What this task involves ::
Look through the records below and state how many lines carry the string "return", adding nothing.

= Beginning of Section =

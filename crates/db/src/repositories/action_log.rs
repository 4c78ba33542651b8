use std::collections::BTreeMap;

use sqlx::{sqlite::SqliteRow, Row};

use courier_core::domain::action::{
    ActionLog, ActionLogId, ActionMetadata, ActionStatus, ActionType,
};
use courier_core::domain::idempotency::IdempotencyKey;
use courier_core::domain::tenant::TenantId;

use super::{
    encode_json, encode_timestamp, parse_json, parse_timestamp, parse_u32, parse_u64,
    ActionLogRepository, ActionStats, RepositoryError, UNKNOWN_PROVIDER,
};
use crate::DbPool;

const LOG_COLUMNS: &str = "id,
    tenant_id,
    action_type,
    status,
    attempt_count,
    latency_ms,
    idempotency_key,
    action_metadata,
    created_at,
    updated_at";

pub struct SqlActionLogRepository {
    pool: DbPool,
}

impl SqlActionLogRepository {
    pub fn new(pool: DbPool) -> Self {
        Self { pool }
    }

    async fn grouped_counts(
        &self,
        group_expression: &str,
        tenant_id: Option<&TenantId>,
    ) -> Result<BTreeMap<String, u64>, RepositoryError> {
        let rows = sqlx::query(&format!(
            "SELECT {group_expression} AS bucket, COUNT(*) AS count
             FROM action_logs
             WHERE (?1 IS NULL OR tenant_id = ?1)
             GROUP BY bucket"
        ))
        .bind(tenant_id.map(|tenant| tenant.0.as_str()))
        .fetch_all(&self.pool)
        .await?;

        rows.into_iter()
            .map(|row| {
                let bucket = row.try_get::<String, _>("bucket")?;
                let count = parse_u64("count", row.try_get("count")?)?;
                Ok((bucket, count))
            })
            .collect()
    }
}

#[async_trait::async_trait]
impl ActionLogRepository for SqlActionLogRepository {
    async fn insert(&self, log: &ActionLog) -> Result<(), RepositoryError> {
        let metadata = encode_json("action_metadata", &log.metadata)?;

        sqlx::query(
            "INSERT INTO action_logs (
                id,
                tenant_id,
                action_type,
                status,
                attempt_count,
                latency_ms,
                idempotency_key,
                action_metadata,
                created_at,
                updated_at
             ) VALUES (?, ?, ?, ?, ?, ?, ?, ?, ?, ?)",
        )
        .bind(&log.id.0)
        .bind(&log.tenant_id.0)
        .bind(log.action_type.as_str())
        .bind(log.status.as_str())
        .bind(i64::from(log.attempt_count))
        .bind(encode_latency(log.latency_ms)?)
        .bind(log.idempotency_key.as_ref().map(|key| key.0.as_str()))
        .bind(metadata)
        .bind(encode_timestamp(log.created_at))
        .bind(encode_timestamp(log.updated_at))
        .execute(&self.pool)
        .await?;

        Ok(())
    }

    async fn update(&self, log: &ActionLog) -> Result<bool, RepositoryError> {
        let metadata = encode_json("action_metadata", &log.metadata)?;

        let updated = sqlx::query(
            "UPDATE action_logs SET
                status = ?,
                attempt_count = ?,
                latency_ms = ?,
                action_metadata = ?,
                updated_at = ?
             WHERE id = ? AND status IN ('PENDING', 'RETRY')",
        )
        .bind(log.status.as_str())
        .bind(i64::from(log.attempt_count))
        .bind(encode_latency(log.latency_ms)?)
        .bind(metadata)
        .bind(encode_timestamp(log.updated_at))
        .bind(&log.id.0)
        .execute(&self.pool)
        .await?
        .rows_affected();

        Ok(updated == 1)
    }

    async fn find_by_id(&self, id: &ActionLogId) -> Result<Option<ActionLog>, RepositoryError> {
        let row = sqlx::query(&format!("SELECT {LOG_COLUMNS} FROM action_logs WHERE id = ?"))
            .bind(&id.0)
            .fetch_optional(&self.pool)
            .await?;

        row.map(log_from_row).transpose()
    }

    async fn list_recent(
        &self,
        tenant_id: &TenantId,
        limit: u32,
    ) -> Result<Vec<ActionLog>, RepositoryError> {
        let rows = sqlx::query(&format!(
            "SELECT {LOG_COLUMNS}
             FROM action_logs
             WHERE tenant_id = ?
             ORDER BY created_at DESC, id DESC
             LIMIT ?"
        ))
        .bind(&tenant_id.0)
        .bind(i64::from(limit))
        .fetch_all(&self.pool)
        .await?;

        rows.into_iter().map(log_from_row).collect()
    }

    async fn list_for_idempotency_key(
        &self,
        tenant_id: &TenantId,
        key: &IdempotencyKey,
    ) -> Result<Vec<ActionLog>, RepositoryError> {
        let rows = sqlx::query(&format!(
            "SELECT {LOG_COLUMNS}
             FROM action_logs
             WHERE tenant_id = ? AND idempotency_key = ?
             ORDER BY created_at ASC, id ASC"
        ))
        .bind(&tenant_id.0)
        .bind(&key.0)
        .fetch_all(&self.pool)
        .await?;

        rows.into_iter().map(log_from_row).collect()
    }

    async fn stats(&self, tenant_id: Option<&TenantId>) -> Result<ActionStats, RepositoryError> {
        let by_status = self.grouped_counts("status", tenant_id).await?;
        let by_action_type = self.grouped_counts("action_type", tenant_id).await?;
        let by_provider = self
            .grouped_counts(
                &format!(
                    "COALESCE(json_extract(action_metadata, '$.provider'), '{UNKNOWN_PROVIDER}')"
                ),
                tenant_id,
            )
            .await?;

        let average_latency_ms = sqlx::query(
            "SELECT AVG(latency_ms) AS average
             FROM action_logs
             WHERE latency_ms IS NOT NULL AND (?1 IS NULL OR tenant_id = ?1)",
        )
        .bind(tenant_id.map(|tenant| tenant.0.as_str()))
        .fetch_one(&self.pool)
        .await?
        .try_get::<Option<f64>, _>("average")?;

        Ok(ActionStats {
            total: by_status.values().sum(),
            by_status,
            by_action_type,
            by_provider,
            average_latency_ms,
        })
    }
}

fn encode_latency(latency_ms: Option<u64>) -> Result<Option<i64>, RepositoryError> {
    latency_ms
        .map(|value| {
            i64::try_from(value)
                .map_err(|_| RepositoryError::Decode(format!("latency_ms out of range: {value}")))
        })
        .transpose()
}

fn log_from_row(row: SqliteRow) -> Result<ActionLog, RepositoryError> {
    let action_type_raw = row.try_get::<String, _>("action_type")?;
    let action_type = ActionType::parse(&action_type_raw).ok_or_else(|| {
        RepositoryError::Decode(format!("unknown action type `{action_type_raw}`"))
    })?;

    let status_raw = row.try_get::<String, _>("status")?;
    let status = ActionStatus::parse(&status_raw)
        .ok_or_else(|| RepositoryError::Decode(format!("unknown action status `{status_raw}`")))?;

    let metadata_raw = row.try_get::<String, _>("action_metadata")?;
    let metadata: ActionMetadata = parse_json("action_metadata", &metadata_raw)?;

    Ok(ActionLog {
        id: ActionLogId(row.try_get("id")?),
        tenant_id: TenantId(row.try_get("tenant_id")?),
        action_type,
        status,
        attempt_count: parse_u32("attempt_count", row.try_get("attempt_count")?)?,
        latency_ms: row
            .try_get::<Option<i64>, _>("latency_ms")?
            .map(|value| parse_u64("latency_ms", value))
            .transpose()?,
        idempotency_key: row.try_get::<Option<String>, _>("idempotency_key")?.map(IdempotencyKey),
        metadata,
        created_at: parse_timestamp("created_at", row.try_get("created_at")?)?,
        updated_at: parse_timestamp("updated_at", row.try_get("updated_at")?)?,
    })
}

= End of Section =
= Beginning of Section =

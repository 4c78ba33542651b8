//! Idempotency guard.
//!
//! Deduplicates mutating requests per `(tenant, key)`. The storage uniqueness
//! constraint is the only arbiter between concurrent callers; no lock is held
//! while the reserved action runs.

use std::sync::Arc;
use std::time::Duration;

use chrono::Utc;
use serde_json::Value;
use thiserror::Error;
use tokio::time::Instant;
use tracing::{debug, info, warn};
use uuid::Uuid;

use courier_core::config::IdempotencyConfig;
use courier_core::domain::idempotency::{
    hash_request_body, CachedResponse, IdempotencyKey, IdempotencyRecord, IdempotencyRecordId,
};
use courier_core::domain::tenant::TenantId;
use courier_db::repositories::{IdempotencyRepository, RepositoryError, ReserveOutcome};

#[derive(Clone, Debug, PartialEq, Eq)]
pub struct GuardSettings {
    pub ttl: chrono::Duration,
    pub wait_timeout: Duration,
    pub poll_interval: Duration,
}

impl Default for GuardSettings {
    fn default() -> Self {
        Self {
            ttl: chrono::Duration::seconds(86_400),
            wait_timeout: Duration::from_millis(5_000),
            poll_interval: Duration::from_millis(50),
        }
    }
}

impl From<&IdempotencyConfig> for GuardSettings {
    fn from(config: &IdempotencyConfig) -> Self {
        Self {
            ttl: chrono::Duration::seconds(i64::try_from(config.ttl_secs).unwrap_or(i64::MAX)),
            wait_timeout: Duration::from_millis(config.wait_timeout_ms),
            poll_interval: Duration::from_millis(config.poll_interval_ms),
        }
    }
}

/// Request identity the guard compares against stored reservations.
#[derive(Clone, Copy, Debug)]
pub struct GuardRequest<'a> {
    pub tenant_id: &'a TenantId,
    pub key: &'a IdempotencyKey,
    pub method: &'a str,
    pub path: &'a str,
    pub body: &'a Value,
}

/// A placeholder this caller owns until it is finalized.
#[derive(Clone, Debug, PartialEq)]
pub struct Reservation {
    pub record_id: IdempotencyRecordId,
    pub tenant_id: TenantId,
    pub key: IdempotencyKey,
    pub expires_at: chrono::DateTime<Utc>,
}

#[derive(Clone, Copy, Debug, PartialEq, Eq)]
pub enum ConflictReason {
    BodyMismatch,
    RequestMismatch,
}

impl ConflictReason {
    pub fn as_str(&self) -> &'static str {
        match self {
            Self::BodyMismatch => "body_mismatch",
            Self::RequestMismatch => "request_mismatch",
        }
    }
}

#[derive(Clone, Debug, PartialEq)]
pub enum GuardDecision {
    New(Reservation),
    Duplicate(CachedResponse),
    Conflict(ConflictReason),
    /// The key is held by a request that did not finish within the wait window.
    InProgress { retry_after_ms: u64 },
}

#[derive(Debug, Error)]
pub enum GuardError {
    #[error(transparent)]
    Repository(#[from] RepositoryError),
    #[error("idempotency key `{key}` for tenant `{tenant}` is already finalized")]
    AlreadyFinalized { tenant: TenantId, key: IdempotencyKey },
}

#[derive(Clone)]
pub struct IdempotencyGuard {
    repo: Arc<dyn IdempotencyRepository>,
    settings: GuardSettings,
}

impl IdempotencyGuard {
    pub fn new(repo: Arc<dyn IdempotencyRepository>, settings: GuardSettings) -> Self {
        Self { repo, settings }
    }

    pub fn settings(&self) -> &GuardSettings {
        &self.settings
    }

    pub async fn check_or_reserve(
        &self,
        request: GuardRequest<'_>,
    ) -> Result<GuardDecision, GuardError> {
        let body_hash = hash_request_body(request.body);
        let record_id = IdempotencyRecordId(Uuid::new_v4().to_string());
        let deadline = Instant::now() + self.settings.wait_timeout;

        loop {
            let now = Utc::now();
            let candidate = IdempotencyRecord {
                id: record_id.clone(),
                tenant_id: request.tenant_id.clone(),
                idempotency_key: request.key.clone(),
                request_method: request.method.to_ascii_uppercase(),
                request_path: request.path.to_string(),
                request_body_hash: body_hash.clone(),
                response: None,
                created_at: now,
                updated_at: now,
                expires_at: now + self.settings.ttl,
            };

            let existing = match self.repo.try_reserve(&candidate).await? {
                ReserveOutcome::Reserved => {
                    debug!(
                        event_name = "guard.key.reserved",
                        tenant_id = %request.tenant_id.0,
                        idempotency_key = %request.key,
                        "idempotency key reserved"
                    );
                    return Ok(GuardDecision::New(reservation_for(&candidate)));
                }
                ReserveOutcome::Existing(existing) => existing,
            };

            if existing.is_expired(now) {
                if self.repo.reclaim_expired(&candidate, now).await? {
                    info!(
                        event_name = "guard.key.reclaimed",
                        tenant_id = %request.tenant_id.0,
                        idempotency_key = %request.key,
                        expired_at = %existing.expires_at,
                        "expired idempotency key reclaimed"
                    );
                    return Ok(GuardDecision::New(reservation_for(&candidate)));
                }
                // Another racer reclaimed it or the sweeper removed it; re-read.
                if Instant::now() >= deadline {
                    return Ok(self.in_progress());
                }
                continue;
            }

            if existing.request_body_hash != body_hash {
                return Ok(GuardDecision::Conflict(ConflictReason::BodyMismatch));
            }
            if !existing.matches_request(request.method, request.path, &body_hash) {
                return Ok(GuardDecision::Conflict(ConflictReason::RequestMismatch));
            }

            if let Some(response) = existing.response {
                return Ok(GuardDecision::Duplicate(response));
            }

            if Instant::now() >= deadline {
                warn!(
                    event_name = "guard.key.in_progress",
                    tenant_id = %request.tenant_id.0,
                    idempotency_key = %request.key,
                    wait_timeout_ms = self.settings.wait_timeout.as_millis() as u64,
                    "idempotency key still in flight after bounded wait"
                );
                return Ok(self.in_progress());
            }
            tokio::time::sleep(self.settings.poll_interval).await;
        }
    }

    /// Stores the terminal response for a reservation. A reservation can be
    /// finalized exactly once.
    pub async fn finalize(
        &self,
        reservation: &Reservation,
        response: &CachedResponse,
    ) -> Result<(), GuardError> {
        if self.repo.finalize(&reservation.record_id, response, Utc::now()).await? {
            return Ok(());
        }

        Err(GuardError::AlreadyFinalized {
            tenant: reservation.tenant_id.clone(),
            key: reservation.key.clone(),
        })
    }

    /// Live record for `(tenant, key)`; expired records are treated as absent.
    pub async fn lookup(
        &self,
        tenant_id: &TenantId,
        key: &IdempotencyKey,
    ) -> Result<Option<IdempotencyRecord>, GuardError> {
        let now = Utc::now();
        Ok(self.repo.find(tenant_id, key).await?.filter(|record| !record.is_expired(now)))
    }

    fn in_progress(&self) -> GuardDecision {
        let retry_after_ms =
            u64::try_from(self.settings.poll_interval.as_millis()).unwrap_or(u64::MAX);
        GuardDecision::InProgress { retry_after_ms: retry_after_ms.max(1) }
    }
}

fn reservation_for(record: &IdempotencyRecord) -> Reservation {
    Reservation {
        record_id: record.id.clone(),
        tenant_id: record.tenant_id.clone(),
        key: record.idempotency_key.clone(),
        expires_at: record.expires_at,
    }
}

= End of Section =

Answer space ::
8